Secondhand. Very good condition. Ex library copy with no external stickers. Stamp on inside page. Minor wear to book edges. Faint mark on right foredge. Body text and binding are still very good.
The astonishing story of James Hardy Vaux, writer of Australia's first dictionary and first true-crime memoir.
If you wear 'togs', tell a 'yarn', call someone 'sly', or refuse to 'snitch' on a friend, then you are talking like a convict.
These words, and hundreds of others, once left colonial magistrates baffled and police confused. So comprehensible to us today, the flash language of criminals and convicts had marine officer Watkin Tench complaining about the need for an interpreter in the colonial court.
Luckily, by 1811, that man was at hand. James Hardy Vaux - a conman, pickpocket, absconder and thief, born into comfortable circumstances in England, was so drawn to a life of crime he was transported to Australia ... not once, but three times!

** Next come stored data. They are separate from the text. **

//! Stream byte buffers.
//!
//! The send side keeps appended chunks until the peer acknowledges them;
//! `written` tracks bytes already handed to the engine so retransmission
//! state stays inside the engine while the bytes stay here. The invariant
//! `acknowledged <= written <= appended` holds at every step; violating
//! it is an internal bug and panics with a distinctive diagnostic.

use std::collections::VecDeque;

use bytes::Bytes;
use thiserror::Error;

#[derive(Debug, Error, PartialEq, Eq)]
pub enum BufferError {
    #[error("buffer is closed")]
    Closed,

    #[error("cannot consume {requested} bytes, only {available} buffered")]
    ConsumeOverflow { requested: usize, available: usize },
}

/// Send-side buffer: append-only chunks, retired by acknowledgement.
#[derive(Debug, Default)]
pub struct OutputBuffer {
    chunks: VecDeque<Bytes>,
    /// Absolute stream offset of the first byte of `chunks[0]`.
    head: u64,
    acknowledged: u64,
    written: u64,
    appended: u64,
    closed: bool,
    error_code: Option<u64>,
}

impl OutputBuffer {
    pub fn new() -> Self {
        Self::default()
    }

    /// Enqueue bytes at the tail. Fails once the buffer is closed.
    pub fn append(&mut self, data: impl Into<Bytes>) -> Result<(), BufferError> {
        if self.closed {
            return Err(BufferError::Closed);
        }
        let data = data.into();
        if data.is_empty() {
            return Ok(());
        }
        self.appended += data.len() as u64;
        self.chunks.push_back(data);
        Ok(())
    }

    /// The peer confirmed `size` more bytes; whole chunks below the new
    /// acknowledged offset are discarded, a partially acknowledged head
    /// chunk is kept for its unacked suffix.
    pub fn acknowledge(&mut self, size: u64) {
        let acknowledged = self.acknowledged + size;
        assert!(
            acknowledged <= self.written,
            "stream acknowledged {acknowledged} bytes past written offset {}",
            self.written
        );
        self.acknowledged = acknowledged;

        while let Some(chunk) = self.chunks.front() {
            let end = self.head + chunk.len() as u64;
            if end > self.acknowledged {
                break;
            }
            self.head = end;
            self.chunks.pop_front();
        }
    }

    /// Zero-copy views of the bytes not yet handed to the engine,
    /// `[written, appended)`. Crossing a chunk boundary yields multiple
    /// views.
    pub fn pending_chunks(&self) -> Vec<&[u8]> {
        let mut views = Vec::new();
        let mut start = self.head;
        for chunk in &self.chunks {
            let end = start + chunk.len() as u64;
            if end <= self.written {
                start = end;
                continue;
            }
            if start < self.written {
                let skip = (self.written - start) as usize;
                views.push(&chunk[skip..]);
            } else {
                views.push(&chunk[..]);
            }
            start = end;
        }
        views
    }

    /// Mark `size` more bytes as written to the engine.
    pub fn increment(&mut self, size: u64) {
        let written = self.written + size;
        assert!(
            written <= self.appended,
            "stream wrote {written} bytes past appended total {}",
            self.appended
        );
        self.written = written;
    }

    /// Close the buffer; the next engine write asserts FIN (and reset
    /// semantics when an error code is set). Further appends fail.
    pub fn close(&mut self, error_code: Option<u64>) {
        self.closed = true;
        if self.error_code.is_none() {
            self.error_code = error_code;
        }
    }

    /// Close and drop everything not yet written; the peer asked us to
    /// stop sending.
    pub fn stop_sending(&mut self) {
        self.closed = true;
        self.chunks.clear();
        self.head = self.appended;
        self.written = self.appended;
    }

    pub fn is_closed(&self) -> bool {
        self.closed
    }

    pub fn error_code(&self) -> Option<u64> {
        self.error_code
    }

    pub fn acknowledged(&self) -> u64 {
        self.acknowledged
    }

    pub fn written(&self) -> u64 {
        self.written
    }

    pub fn appended(&self) -> u64 {
        self.appended
    }

    /// Bytes appended but not yet handed to the engine.
    pub fn pending_len(&self) -> u64 {
        self.appended - self.written
    }

    /// True when every appended byte has been acknowledged.
    pub fn is_drained(&self) -> bool {
        self.acknowledged == self.appended
    }

    /// Number of retained chunks; storage below the acknowledged offset
    /// must have been discarded.
    pub fn chunk_count(&self) -> usize {
        self.chunks.len()
    }
}

/// Receive-side buffer: a contiguous byte string assembled from the
/// engine's in-order delivery.
#[derive(Debug, Default)]
pub struct InputBuffer {
    data: Vec<u8>,
    closed: bool,
    error_code: Option<u64>,
}

impl InputBuffer {
    pub fn new() -> Self {
        Self::default()
    }

    pub fn append(&mut self, data: &[u8]) -> Result<(), BufferError> {
        if self.closed {
            return Err(BufferError::Closed);
        }
        self.data.extend_from_slice(data);
        Ok(())
    }

    /// Drop the first `size` bytes.
    pub fn consume(&mut self, size: usize) -> Result<(), BufferError> {
        if size > self.data.len() {
            return Err(BufferError::ConsumeOverflow {
                requested: size,
                available: self.data.len(),
            });
        }
        self.data.drain(..size);
        Ok(())
    }

    /// View of the remaining bytes.
    pub fn data(&self) -> &[u8] {
        &self.data
    }

    pub fn len(&self) -> usize {
        self.data.len()
    }

    pub fn is_empty(&self) -> bool {
        self.data.is_empty()
    }

    /// Close on FIN or reset.
    pub fn close(&mut self, error_code: Option<u64>) {
        self.closed = true;
        if self.error_code.is_none() {
            self.error_code = error_code;
        }
    }

    pub fn is_closed(&self) -> bool {
        self.closed
    }

    pub fn error_code(&self) -> Option<u64> {
        self.error_code
    }
}

#[cfg(test)]
mod tests {
    use super::*;

    fn concatenated(buffer: &OutputBuffer) -> Vec<u8> {
        let mut all = Vec::new();
        for view in buffer.pending_chunks() {
            all.extend_from_slice(view);
        }
        all
    }

    #[test]
    fn counters_stay_ordered() {
        let mut buffer = OutputBuffer::new();
        buffer.append(Bytes::from_static(b"hello ")).unwrap();
        buffer.append(Bytes::from_static(b"world")).unwrap();
        assert_eq!(buffer.appended(), 11);

        buffer.increment(6);
        buffer.acknowledge(3);
        assert!(buffer.acknowledged() <= buffer.written());
        assert!(buffer.written() <= buffer.appended());

        buffer.increment(5);
        buffer.acknowledge(8);
        assert_eq!(buffer.acknowledged(), 11);
        assert_eq!(buffer.written(), 11);
    }

    #[test]
    fn pending_chunks_cover_unwritten_bytes() {
        let mut buffer = OutputBuffer::new();
        buffer.append(Bytes::from_static(b"abcd")).unwrap();
        buffer.append(Bytes::from_static(b"efgh")).unwrap();
        buffer.append(Bytes::from_static(b"ij")).unwrap();

        buffer.increment(6);
        // [written, appended) crosses a chunk boundary: two views.
        let views = buffer.pending_chunks();
        assert_eq!(views.len(), 2);
        assert_eq!(concatenated(&buffer), b"ghij");

        buffer.increment(4);
        assert!(buffer.pending_chunks().is_empty());
    }

    #[test]
    fn full_ack_round_trip_discards_storage() {
        let mut buffer = OutputBuffer::new();
        let payload = Bytes::from_static(b"round trip payload");
        buffer.append(payload.clone()).unwrap();
        buffer.increment(payload.len() as u64);
        buffer.acknowledge(payload.len() as u64);

        assert!(buffer.pending_chunks().is_empty());
        assert_eq!(buffer.chunk_count(), 0);
        assert!(buffer.is_drained());
    }

    #[test]
    fn partial_ack_keeps_head_suffix() {
        let mut buffer = OutputBuffer::new();
        buffer.append(Bytes::from_static(b"abcdef")).unwrap();
        buffer.increment(6);
        buffer.acknowledge(4);

        // The chunk straddles the acknowledged offset, so it is retained.
        assert_eq!(buffer.chunk_count(), 1);
        buffer.acknowledge(2);
        assert_eq!(buffer.chunk_count(), 0);
    }

    #[test]
    #[should_panic(expected = "past written offset")]
    fn over_acknowledge_panics() {
        let mut buffer = OutputBuffer::new();
        buffer.append(Bytes::from_static(b"ab")).unwrap();
        buffer.increment(1);
        buffer.acknowledge(2);
    }

    #[test]
    #[should_panic(expected = "past appended total")]
    fn over_increment_panics() {
        let mut buffer = OutputBuffer::new();
        buffer.append(Bytes::from_static(b"ab")).unwrap();
        buffer.increment(3);
    }

    #[test]
    fn closed_buffer_rejects_append() {
        let mut buffer = OutputBuffer::new();
        buffer.close(None);
        assert_eq!(
            buffer.append(Bytes::from_static(b"late")),
            Err(BufferError::Closed)
        );
        assert!(buffer.is_closed());
    }

    #[test]
    fn first_error_code_wins() {
        let mut buffer = OutputBuffer::new();
        buffer.close(Some(7));
        buffer.close(Some(9));
        assert_eq!(buffer.error_code(), Some(7));
    }

    #[test]
    fn stop_sending_drops_pending() {
        let mut buffer = OutputBuffer::new();
        buffer.append(Bytes::from_static(b"unsent data")).unwrap();
        buffer.increment(2);
        buffer.stop_sending();

        assert!(buffer.is_closed());
        assert!(buffer.pending_chunks().is_empty());
        assert_eq!(buffer.chunk_count(), 0);
        assert!(buffer.append(Bytes::from_static(b"x")).is_err());
    }

    #[test]
    fn input_append_consume() {
        let mut buffer = InputBuffer::new();
        buffer.append(b"Hello ").unwrap();
        buffer.append(b"World").unwrap();
        assert_eq!(buffer.data(), b"Hello World");

        buffer.consume(6).unwrap();
        assert_eq!(buffer.data(), b"World");

        let err = buffer.consume(6).unwrap_err();
        assert_eq!(
            err,
            BufferError::ConsumeOverflow {
                requested: 6,
                available: 5
            }
        );
    }

    #[test]
    fn input_close_records_code_and_blocks_append() {
        let mut buffer = InputBuffer::new();
        buffer.append(b"tail").unwrap();
        buffer.close(Some(7));
        assert!(buffer.is_closed());
        assert_eq!(buffer.error_code(), Some(7));
        assert_eq!(buffer.append(b"more"), Err(BufferError::Closed));
        // Buffered data stays readable after close.
        assert_eq!(buffer.data(), b"tail");
    }
}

Vaux's talents, glibness and audacity were extraordinary, and, perceiving an opportunity to ingratiate himself with authorities during his second sentence, he set about writing a dictionary of the colony's criminal slang, which was recognised for its uniqueness and taken back to England for publication.
Kel Richards tells Vaux's story brilliantly, with the help of Vaux's own extraordinarily candid memoir of misdeeds, one of the first true-crime memoirs ever published. A ripping read - especially for those who appreciate the power of words and the convict contribution to our idiom. (back cover)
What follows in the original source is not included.